= Beginning of Section =

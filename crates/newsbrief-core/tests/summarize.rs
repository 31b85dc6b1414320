//! End-to-end tests for the summarization pipeline

use newsbrief_core::config::SummarizerConfig;
use newsbrief_core::summarize::{normalize, score_sentence, segment, Strategy};
use newsbrief_core::text::word_count;
use newsbrief_core::{summarize_article, Summarizer};

fn filler(word: &str, count: usize) -> String {
    vec![word; count].join(" ")
}

#[test]
fn test_null_and_empty_inputs() {
    assert_eq!(summarize_article(None, None), None);
    assert_eq!(summarize_article(Some(""), Some("")), None);
    assert_eq!(summarize_article(Some(""), None), None);
}

#[test]
fn test_short_text_passes_through_normalized() {
    let description = "Officials met on 2024-01-05 to review the budget (again).";
    let summary = summarize_article(Some("Budget review"), Some(description)).unwrap();
    assert_eq!(summary, "Budget review. Officials met on  to review the budget .");
}

#[test]
fn test_fallback_truncation_of_run_on_text() {
    let words: Vec<String> = (0..200).map(|i| format!("token{}", i)).collect();
    let summary = summarize_article(None, Some(&words.join(" "))).unwrap();
    assert_eq!(summary, format!("{}...", words[..60].join(" ")));
}

#[test]
fn test_two_long_sentences_are_truncated_not_scored() {
    let plain = filler("river", 40);
    let keyword_heavy = filler("officials announced", 20);
    let summary = summarize_article(Some(&plain), Some(&keyword_heavy)).unwrap();

    // Prefix of the text, not the keyword-heavy sentence first
    assert!(summary.starts_with("river river"));
    assert!(summary.ends_with("..."));
    assert_eq!(word_count(&summary), 60);
}

#[test]
fn test_budget_never_exceeded() {
    let cases = [
        (
            "Council approves transit plan",
            format!(
                "{}. {}. {}. {}.",
                filler("alpha", 12),
                filler("beta", 30),
                filler("gamma", 9),
                filler("delta", 14)
            ),
        ),
        (
            "Storm",
            format!("{}. Short. Tiny. Small bit.", filler("wind", 70)),
        ),
        (
            "Officials said the latest update was confirmed",
            format!(
                "{}. {}. {}.",
                filler("harbor", 26),
                filler("the minister denied", 5),
                filler("quay", 40)
            ),
        ),
    ];

    for (title, description) in &cases {
        let summary = summarize_article(Some(title), Some(description)).unwrap();
        assert!(
            word_count(&summary) <= 60,
            "{} words: {}",
            word_count(&summary),
            summary
        );
    }
}

#[test]
fn test_low_yield_truncated_lede_is_exactly_budget_plus_ellipsis() {
    let title = filler("lede", 70);
    let summary =
        summarize_article(Some(&title), Some("Short one. Another short one")).unwrap();
    assert_eq!(summary, format!("{}...", filler("lede", 60)));
}

#[test]
fn test_keyword_monotonicity() {
    let plain = "The team finished the review of the new plan quickly";
    let loaded = "The officials finished the investigation of the company plan quickly";
    assert_eq!(word_count(plain), word_count(loaded));
    assert!(score_sentence(loaded, 2, 5) > score_sentence(plain, 2, 5));
}

#[test]
fn test_noise_removal_invariants() {
    let out = normalize("Breaking news [update] (per AP) at 3:45 PM on 5/4/2024 see https://x.co");
    for fragment in ["[", "(", "3:45 PM", "5/4/2024", "https://x.co"] {
        assert!(!out.contains(fragment), "{:?} still in {:?}", fragment, out);
    }
}

#[test]
fn test_segment_never_yields_blank_sentences() {
    let text = normalize("... !! Hello there?! ... General Kenobi. ?");
    assert!(segment(&text).all(|s| !s.trim().is_empty()));
    assert_eq!(segment(&text).count(), 2);
}

#[test]
fn test_pathological_inputs_do_not_panic() {
    let summarizer = Summarizer::default();
    let long_punctuation = "!?.".repeat(500);
    let inputs = [
        "....!!!???",
        "[[[[]]]] (((())))",
        "— – - — –",
        long_punctuation.as_str(),
        "https://a.example https://b.example",
    ];
    for input in inputs {
        let _ = summarizer.summarize(Some(input), Some(input));
    }
}

#[test]
fn test_configured_summarizer_uses_its_budget() {
    let summarizer = Summarizer::new(SummarizerConfig::with_target_words(20)).unwrap();
    let selection = summarizer
        .summarize_detailed(
            Some("The government announced new rail funding on Monday"),
            Some(&format!(
                "{}. {}. {}.",
                filler("station", 12),
                filler("platform", 12),
                filler("track", 6)
            )),
        )
        .unwrap();

    assert!(selection.word_count() <= 20);
    assert_eq!(selection.strategy, Strategy::Scored);
    assert!(selection
        .text
        .starts_with("The government announced new rail funding on Monday"));
}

= End of Section =

- **WORK TASK**:
Write every record out again, unaltered.

- **REPLY TO THE TASK**:
filename crates/newsbrief-core/tests/summarize.rs
repository 31b85dc6b1414320
//! End-to-end tests for the summarization pipeline

use newsbrief_core::config::SummarizerConfig;
use newsbrief_core::summarize::{normalize, score_sentence, segment, Strategy};
use newsbrief_core::text::word_count;
use newsbrief_core::{summarize_article, Summarizer};

fn filler(word: &str, count: usize) -> String {
    vec![word; count].join(" ")
}

#[test]
fn test_null_and_empty_inputs() {
    assert_eq!(summarize_article(None, None), None);
    assert_eq!(summarize_article(Some(""), Some("")), None);
    assert_eq!(summarize_article(Some(""), None), None);
}

#[test]
fn test_short_text_passes_through_normalized() {
    let description = "Officials met on 2024-01-05 to review the budget (again).";
    let summary = summarize_article(Some("Budget review"), Some(description)).unwrap();
    assert_eq!(summary, "Budget review. Officials met on  to review the budget .");
}

#[test]
fn test_fallback_truncation_of_run_on_text() {
    let words: Vec<String> = (0..200).map(|i| format!("token{}", i)).collect();
    let summary = summarize_article(None, Some(&words.join(" "))).unwrap();
    assert_eq!(summary, format!("{}...", words[..60].join(" ")));
}

#[test]
fn test_two_long_sentences_are_truncated_not_scored() {
    let plain = filler("river", 40);
    let keyword_heavy = filler("officials announced", 20);
    let summary = summarize_article(Some(&plain), Some(&keyword_heavy)).unwrap();

    // Prefix of the text, not the keyword-heavy sentence first
    assert!(summary.starts_with("river river"));
    assert!(summary.ends_with("..."));
    assert_eq!(word_count(&summary), 60);
}

#[test]
fn test_budget_never_exceeded() {
    let cases = [
        (
            "Council approves transit plan",
            format!(
                "{}. {}. {}. {}.",
                filler("alpha", 12),
                filler("beta", 30),
                filler("gamma", 9),
                filler("delta", 14)
            ),
        ),
        (
            "Storm",
            format!("{}. Short. Tiny. Small bit.", filler("wind", 70)),
        ),
        (
            "Officials said the latest update was confirmed",
            format!(
                "{}. {}. {}.",
                filler("harbor", 26),
                filler("the minister denied", 5),
                filler("quay", 40)
            ),
        ),
    ];

    for (title, description) in &cases {
        let summary = summarize_article(Some(title), Some(description)).unwrap();
        assert!(
            word_count(&summary) <= 60,
            "{} words: {}",
            word_count(&summary),
            summary
        );
    }
}

#[test]
fn test_low_yield_truncated_lede_is_exactly_budget_plus_ellipsis() {
    let title = filler("lede", 70);
    let summary =
        summarize_article(Some(&title), Some("Short one. Another short one")).unwrap();
    assert_eq!(summary, format!("{}...", filler("lede", 60)));
}

#[test]
fn test_keyword_monotonicity() {
    let plain = "The team finished the review of the new plan quickly";
    let loaded = "The officials finished the investigation of the company plan quickly";
    assert_eq!(word_count(plain), word_count(loaded));
    assert!(score_sentence(loaded, 2, 5) > score_sentence(plain, 2, 5));
}

#[test]
fn test_noise_removal_invariants() {
    let out = normalize("Breaking news [update] (per AP) at 3:45 PM on 5/4/2024 see https://x.co");
    for fragment in ["[", "(", "3:45 PM", "5/4/2024", "https://x.co"] {
        assert!(!out.contains(fragment), "{:?} still in {:?}", fragment, out);
    }
}

#[test]
fn test_segment_never_yields_blank_sentences() {
    let text = normalize("... !! Hello there?! ... General Kenobi. ?");
    assert!(segment(&text).all(|s| !s.trim().is_empty()));
    assert_eq!(segment(&text).count(), 2);
}

#[test]
fn test_pathological_inputs_do_not_panic() {
    let summarizer = Summarizer::default();
    let long_punctuation = "!?.".repeat(500);
    let inputs = [
        "....!!!???",
        "[[[[]]]] (((())))",
        "— – - — –",
        long_punctuation.as_str(),
        "https://a.example https://b.example",
    ];
    for input in inputs {
        let _ = summarizer.summarize(Some(input), Some(input));
    }
}

#[test]
fn test_configured_summarizer_uses_its_budget() {
    let summarizer = Summarizer::new(SummarizerConfig::with_target_words(20)).unwrap();
    let selection = summarizer
        .summarize_detailed(
            Some("The government announced new rail funding on Monday"),
            Some(&format!(
                "{}. {}. {}.",
                filler("station", 12),
                filler("platform", 12),
                filler("track", 6)
            )),
        )
        .unwrap();

    assert!(selection.word_count() <= 20);
    assert_eq!(selection.strategy, Strategy::Scored);
    assert!(selection
        .text
        .starts_with("The government announced new rail funding on Monday"));
}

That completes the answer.